The French law, as well since as
before their revolution, {25 – Pothier’s
Traite du droit de Propriete, No. 94.
Code Napolean, No. 17.21.
Toullier, Droit civil Francais, tom. 1. No. 266. }
will not allow a natural born
subject of France to bear arms, in time of war, in the service of a foreign
power, against France; and yet, subject to that limitation, every Frenchman is
free to abdicate his country.
(2.) An alien is a person born out
of the jurisdiction of the United States. There are some exceptions, however,
to this rule, by the ancient English law, as in the case of the children of
public ministers abroad, (provided their wives be English women,) for they owe
not even a local allegiance to any foreign power. {26 - 7 Co. Calvin’s case, 18.a. }
So, also, it is said, that in every
case, the children born abroad, of English parents, were capable, at common
law, of inheriting as natives, if the father went and continued abroad in the
character of an Englishman, and with the approbation of the sovereign. {27 - Hyde
}
The statute of 25 Edw. III. stat 2,
appears to have been made to remove doubts as to the certainty of the common
law on this subject, and it declared, that children thereafter born without the
ligeance of the king, whose father and mother, at the time of their birth, were
natives, should be entitled to the privileges of native subjects, except the
children of mothers who should pass the sea without leave of their husbands.

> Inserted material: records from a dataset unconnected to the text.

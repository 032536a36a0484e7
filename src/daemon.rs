use std::io::ErrorKind;
use std::path::Path;
use std::sync::Arc;

use exposefs::backing::{BackingSet, BackingSetError};
use exposefs::fs::ExposeFs;
use thiserror::Error;
use tokio::select;
use tokio::signal::unix::{SignalKind, signal};

use crate::app_config;
use tracing::{debug, error, info};

mod managed_fuse {
    //! Lifecycle of the mounted session. Dropping the fuser session only does a regular
    //! unmount, which a lingering reader can block; [`UnmountGuard`] follows up with a forced,
    //! lazy one.
    use std::path::PathBuf;
    use std::sync::Arc;
    use std::time::Duration;

    use nix::errno::Errno;

    use super::{ExposeFs, app_config, debug, error};
    use exposefs::fs::fuser::FuserAdapter;
    use fuser::BackgroundSession;

    /// The live session. Dropping it performs the regular unmount.
    pub struct FuseSession {
        _session: BackgroundSession,
    }

    /// Mount `fs` read-only at the configured mount point.
    pub fn mount(
        config: &app_config::Config,
        fs: Arc<ExposeFs>,
        handle: tokio::runtime::Handle,
    ) -> Result<FuseSession, std::io::Error> {
        let adapter = FuserAdapter::new(fs, handle);
        let mut options = vec![
            fuser::MountOption::FSName(config.fs_name.clone()),
            fuser::MountOption::RO,
            fuser::MountOption::NoDev,
            fuser::MountOption::NoSuid,
            fuser::MountOption::DefaultPermissions,
        ];
        if config.allow_other {
            options.push(fuser::MountOption::AllowOther);
            options.push(fuser::MountOption::AutoUnmount);
        }

        Ok(FuseSession {
            _session: fuser::spawn_mount2(adapter, &config.mount_point, &options)?,
        })
    }

    /// Forces the mount away once the session is gone.
    pub struct UnmountGuard {
        mount_point: PathBuf,
    }

    impl UnmountGuard {
        pub fn new(config: &app_config::Config) -> Self {
            Self {
                mount_point: config.mount_point.clone(),
            }
        }

        fn force_unmount(&self) -> nix::Result<()> {
            #[cfg(target_os = "macos")]
            {
                nix::mount::unmount(&self.mount_point, nix::mount::MntFlags::MNT_FORCE)
            }

            #[cfg(target_os = "linux")]
            {
                nix::mount::umount2(&self.mount_point, nix::mount::MntFlags::MNT_DETACH)
            }
        }
    }

    impl Drop for UnmountGuard {
        fn drop(&mut self) {
            const ATTEMPTS: u32 = 10;
            const BACKOFF: Duration = Duration::from_millis(10);

            debug!(mount_point = %self.mount_point.display(), "forcing unmount");

            for attempt in 1..=ATTEMPTS {
                match self.force_unmount() {
                    Ok(()) => {
                        debug!(attempt, "mount point released");
                        return;
                    }
                    // A reader still holds the mount open.
                    Err(Errno::EBUSY) => std::thread::sleep(BACKOFF),
                    Err(Errno::EINVAL | Errno::ENOENT) => {
                        debug!(attempt, "mount point already released");
                        return;
                    }
                    Err(e) => {
                        error!(attempt, error = %e, "forced unmount failed");
                        return;
                    }
                }
            }
            error!(mount_point = %self.mount_point.display(), "mount point still busy, giving up");
        }
    }
}

/// Why the daemon stopped early.
#[derive(Debug, Error)]
pub enum DaemonError {
    /// Mount point, mount or signal setup failed.
    #[error("I/O error: {0}")]
    Io(#[from] std::io::Error),

    /// A backing resource could not be opened.
    #[error("{0}")]
    Backing(#[from] BackingSetError),
}

/// Make sure `mount_point` is an empty directory, creating it if missing.
async fn prepare_mount_point(mount_point: &Path) -> Result<(), std::io::Error> {
    let mut listing = match tokio::fs::read_dir(mount_point).await {
        Ok(listing) => listing,
        Err(e) if e.kind() == ErrorKind::NotFound => {
            tokio::fs::create_dir_all(mount_point).await?;
            info!(path = %mount_point.display(), "Created mount point directory.");
            return Ok(());
        }
        Err(e) => return Err(e),
    };

    if listing.next_entry().await?.is_some() {
        return Err(std::io::Error::new(
            ErrorKind::DirectoryNotEmpty,
            format!("mount point '{}' is not empty", mount_point.display()),
        ));
    }
    Ok(())
}

/// Resolve on SIGINT, SIGTERM or SIGHUP.
async fn wait_for_exit() -> Result<(), std::io::Error> {
    let mut terminate = signal(SignalKind::terminate())?;
    let mut hangup = signal(SignalKind::hangup())?;
    let received = select! {
        _ = tokio::signal::ctrl_c() => "SIGINT",
        _ = terminate.recv() => "SIGTERM",
        _ = hangup.recv() => "SIGHUP",
    };
    debug!(signal = received, "shutting down");
    Ok(())
}

/// Main entry point for the daemon.
///
/// Backing resources are opened before the mount becomes visible and closed only after the
/// session and its unmount guard are gone.
pub async fn run(
    config: app_config::Config,
    handle: tokio::runtime::Handle,
) -> Result<(), DaemonError> {
    prepare_mount_point(&config.mount_point).await?;

    let set = BackingSet::open(config.backing_sources(), &config.name_suffix)?;
    if set.is_empty() {
        info!("No backing resources configured; the mount will be empty.");
    }
    let fs = Arc::new(ExposeFs::new(set));

    info!("Mounting filesystem at {}.", config.mount_point.display());

    let guard = managed_fuse::UnmountGuard::new(&config);
    {
        let _session = managed_fuse::mount(&config, Arc::clone(&fs), handle)?;
        info!("exposefs is running. Press Ctrl+C to stop.");

        wait_for_exit().await?;
    }
    drop(guard);
    drop(fs);
    info!("Unmounted {}.", config.mount_point.display());
    Ok(())
}

pub fn spawn(config: app_config::Config) -> Result<(), DaemonError> {
    let runtime = tokio::runtime::Builder::new_multi_thread()
        .enable_all()
        .build()?;
    runtime.block_on(run(config, runtime.handle().clone()))
}
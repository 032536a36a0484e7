//! exposefs shared library.

/// The backing files and block devices served by the filesystem.
pub mod backing;
/// The synthetic directory, its request dispatch, and the FUSE binding.
pub mod fs;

The statute of 7 Ann, c. 5. was to the same general effect; but the statute of
4 Geo. II. c. 31. required only that the father should be a natural born
subject at the birth of the child, and it applied to all children then born, or
thereafter to be born. Under these
statutes it has been held, {28 – Doe v. Jones, 4 Term Rep. 300.}
that to entitle a child born abroad to the rights of an
English natural born subject, the father must be an English subject; and if the
father be an alien, the child cannot inherit to the mother, though she was born
under the king's allegiance.
The act of Congress of the 14th of
April, 1802, establishing a uniform rule of naturalization, affects the issue
of two classes of persons: (1.) By the 4th section, it was declared, that
"the children of persons duly naturalized under any of the laws of the
United States, or who, previous to the passing of any law on that subject by
the government of the United States, may have become citizens of any one of the
states, under the laws thereof, being under the age of twenty-one years, at the
time of their parents being so naturalized, or admitted to the rights of
citizenship, shall, if dwelling in the United States, be considered as citizens
of the United States." This provision appears to apply only to the
children of persons naturalized, or specially admitted to citizenship; and
there is color for the construction, that it may have been intended to be
prospective, and to apply as well to the case of persons thereafter to
be naturalized, as to those who had previously been naturalized. It applies to
all the children of "persons duly naturalized," under the restriction
of residence and minority, at the time of the naturalization of the parent. The
act applies to the children of persons duly naturalized, but does not
explicitly state, whether it was intended to apply only to the case where both
the parents were duly naturalized, or whether it would be sufficient for one of
them only to be naturalized, in order to confer, as of course, the right of
citizens upon the resident children, being under age. Perhaps it would be
sufficient for the father only to be naturalized; for in the supplementary act
of the 26th of March, 1804, it was declared, that if any alien, who should have
complied with the preliminary steps made requisite by the act of 1802, dies
before he is actually naturalized, his widow and children shall
be considered as citizens. This provision shows, that the naturalization of the
father, was to have the efficient force of conferring the right on his
children; and it is worthy of notice, that this last act speaks of children
at large, without any allusion to residence or minority; and yet, as the two
acts are intimately connected, and make but one system, the last act is to be
construed with reference to the prior one, according to the doctrine of the
case Ex parte Overington. {29 – 5 Binney, 371. }
(2.) By a subsequent part of the same section, it is declared, that "the
children of persons, who now are, or have been, citizens of the United States,
shall, though born out of the limits and jurisdiction of the United States, be
considered as citizens of the United States: provided that the right of
citizenship shall not descend to persons, whose fathers have never resided
within the United States." This
clause is certainly not prospective in its operation, whatever may be the just
construction of the one preceding it. It applied only to the children of
persons who then were, or had been citizens; and consequently the
benefit of this provision narrows rapidly by the lapse of time, and the period
will soon arrive, when there will be no statute regulation for the benefit of
children born abroad, of American parents, and they will be obliged to resort
for aid to the dormant and doubtful principles of the English common law. This
provision leaves us likewise in doubt, whether the act intended by the words,
"children of persons," both the father and mother, in imitation of the
statute of 25 Edw. III.; or the father only, according to the more liberal
declaration of the statute of 4 Geo. II. This clause differs from the
preceding one, in being without any restriction as to the age or residence of
the child; and it appears to have been intended for the case of the children of
natural born citizens, or of citizens who were original actors in our
revolution, and therefore it was more comprehensive and more liberal in their favor.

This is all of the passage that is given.